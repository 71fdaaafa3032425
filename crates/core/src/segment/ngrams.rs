//! N-gram counts and Stupid Backoff scoring.

use std::collections::HashMap;
use std::path::Path;

use serde::{Deserialize, Serialize};

use crate::error::{FinnSyllError, Result};
use crate::resources::read_resource;

/// Discount applied per backoff step.
const BACKOFF: f64 = 0.4;

/// Unigram, bigram and trigram counts keyed by space-joined tokens.
///
/// Serialized as `{"ngrams": {"w1 w2 w3": n, ...}, "vocab_size": n,
/// "total": n}`.
#[derive(Debug, Clone, Default, PartialEq, Serialize, Deserialize)]
pub struct NgramTable {
    pub ngrams: HashMap<String, u64>,
    pub vocab_size: u64,
    pub total: u64,
}

impl NgramTable {
    /// Parse a JSON table. `path` is only used in error messages.
    pub fn from_json(text: &str, path: &Path) -> Result<Self> {
        let table: NgramTable =
            serde_json::from_str(text).map_err(|source| FinnSyllError::Json {
                path: path.to_path_buf(),
                source,
            })?;
        if table.ngrams.is_empty() {
            return Err(FinnSyllError::EmptyResource {
                path: path.to_path_buf(),
            });
        }
        Ok(table)
    }

    /// Load a JSON table from disk.
    pub fn load(path: &Path) -> Result<Self> {
        let text = read_resource(path)?;
        let table = Self::from_json(&text, path)?;
        log::info!(
            "Loaded {} n-grams from {} (vocab {}, total {})",
            table.ngrams.len(),
            path.display(),
            table.vocab_size,
            table.total
        );
        Ok(table)
    }

    /// Count for a space-joined n-gram. Zero counts read as absent.
    pub fn count(&self, key: &str) -> Option<u64> {
        self.ngrams.get(key).copied().filter(|&c| c > 0)
    }

    /// Stupid Backoff log score of a token sequence, rounded to four
    /// decimals.
    ///
    /// Each token is scored from its trigram when both the trigram and its
    /// bigram history are known, else from its bigram (discounted by 0.4)
    /// when the bigram and its unigram history are known, else from its
    /// add-one unigram (discounted by 0.4²). The first token is always
    /// scored as a unigram.
    pub fn score(&self, tokens: &[&str]) -> f64 {
        let denominator = (self.total + self.vocab_size + 1) as f64;
        let mut score = 0.0;

        for (i, &c) in tokens.iter().enumerate() {
            if i > 1 {
                let (a, b) = (tokens[i - 2], tokens[i - 1]);
                let abc = self.count(&format!("{} {} {}", a, b, c));
                let ab = self.count(&format!("{} {}", a, b));
                if let (Some(abc), Some(ab)) = (abc, ab) {
                    score += (abc as f64).ln() - (ab as f64).ln();
                    continue;
                }
            }

            if i > 0 {
                let b = tokens[i - 1];
                let bc = self.count(&format!("{} {}", b, c));
                let b_count = self.count(b);
                if let (Some(bc), Some(b_count)) = (bc, b_count) {
                    score += (bc as f64 * BACKOFF).ln() - (b_count as f64).ln();
                    continue;
                }
            }

            let c_count = self.count(c).unwrap_or(1);
            score += (c_count as f64 * BACKOFF * BACKOFF).ln() - denominator.ln();
        }

        round4(score)
    }
}

/// Round to 4 decimal places.
fn round4(v: f64) -> f64 {
    (v * 10000.0).round() / 10000.0
}

#[cfg(test)]
mod tests {
    use super::*;

    fn table() -> NgramTable {
        let ngrams = [
            ("#", 100u64),
            ("kuu", 10),
            ("# kuu", 8),
            ("# kuu #", 4),
            ("kuu #", 5),
        ]
        .into_iter()
        .map(|(k, v)| (k.to_string(), v))
        .collect();
        NgramTable {
            ngrams,
            vocab_size: 9,
            total: 90,
        }
    }

    #[test]
    fn test_score_unigram_only() {
        let t = table();
        // ln(100 * 0.16) - ln(100)
        let expected = round4((100.0f64 * 0.16).ln() - 100.0f64.ln());
        assert_eq!(t.score(&["#"]), expected);
    }

    #[test]
    fn test_score_bigram_and_trigram() {
        let t = table();
        let unigram = (100.0f64 * 0.16).ln() - 100.0f64.ln();
        let bigram = (8.0f64 * 0.4).ln() - 100.0f64.ln();
        let trigram = 4.0f64.ln() - 8.0f64.ln();
        assert_eq!(
            t.score(&["#", "kuu", "#"]),
            round4(unigram + bigram + trigram)
        );
    }

    #[test]
    fn test_score_unknown_tokens_use_add_one() {
        let t = table();
        let unknown = (0.16f64).ln() - 100.0f64.ln();
        assert_eq!(t.score(&["zzz"]), round4(unknown));
        assert_eq!(t.score(&[]), 0.0);
    }

    #[test]
    fn test_trigram_without_history_backs_off() {
        let mut t = table();
        t.ngrams.insert("a b c".to_string(), 3);
        t.ngrams.insert("b".to_string(), 2);
        t.ngrams.insert("b c".to_string(), 1);
        // "a b" is missing, so "a b c" is not used
        let s = t.score(&["a", "b", "c"]);
        let a = (0.16f64).ln() - 100.0f64.ln();
        let b = (2.0f64 * 0.16).ln() - 100.0f64.ln();
        let c = (0.4f64).ln() - 2.0f64.ln();
        assert_eq!(s, round4(a + b + c));
    }

    #[test]
    fn test_from_json() {
        let json = r##"{"ngrams": {"#": 3, "# kuu": 1}, "vocab_size": 2, "total": 4}"##;
        let t = NgramTable::from_json(json, Path::new("n.json")).unwrap();
        assert_eq!(t.count("#"), Some(3));
        assert_eq!(t.count("kuu"), None);
        assert_eq!(t.total, 4);
    }

    #[test]
    fn test_from_json_errors() {
        let err = NgramTable::from_json("{", Path::new("n.json")).unwrap_err();
        assert!(matches!(err, FinnSyllError::Json { .. }));
        let err = NgramTable::from_json(
            r#"{"ngrams": {}, "vocab_size": 0, "total": 0}"#,
            Path::new("n.json"),
        )
        .unwrap_err();
        assert!(matches!(err, FinnSyllError::EmptyResource { .. }));
    }

    #[test]
    fn test_load_roundtrip_file() {
        let dir = tempfile::tempdir().unwrap();
        let path = dir.path().join("finnsyll-ngrams.json");
        std::fs::write(&path, serde_json::to_string(&table()).unwrap()).unwrap();
        assert_eq!(NgramTable::load(&path).unwrap(), table());
    }
}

════

#### [Problem description]
Lines from the top of the entries through the line with "PartialEq, Serialize, Deserialize)]" are to be transcribed exactly, and nothing more.

#### [Reply to the task]
repository 71fdaaafa3032425
filename crates/core/src/segment/ngrams.rs
//! N-gram counts and Stupid Backoff scoring.

use std::collections::HashMap;
use std::path::Path;

use serde::{Deserialize, Serialize};

use crate::error::{FinnSyllError, Result};
use crate::resources::read_resource;

/// Discount applied per backoff step.
const BACKOFF: f64 = 0.4;

/// Unigram, bigram and trigram counts keyed by space-joined tokens.
///
/// Serialized as `{"ngrams": {"w1 w2 w3": n, ...}, "vocab_size": n,
/// "total": n}`.
#[derive(Debug, Clone, Default, PartialEq, Serialize, Deserialize)]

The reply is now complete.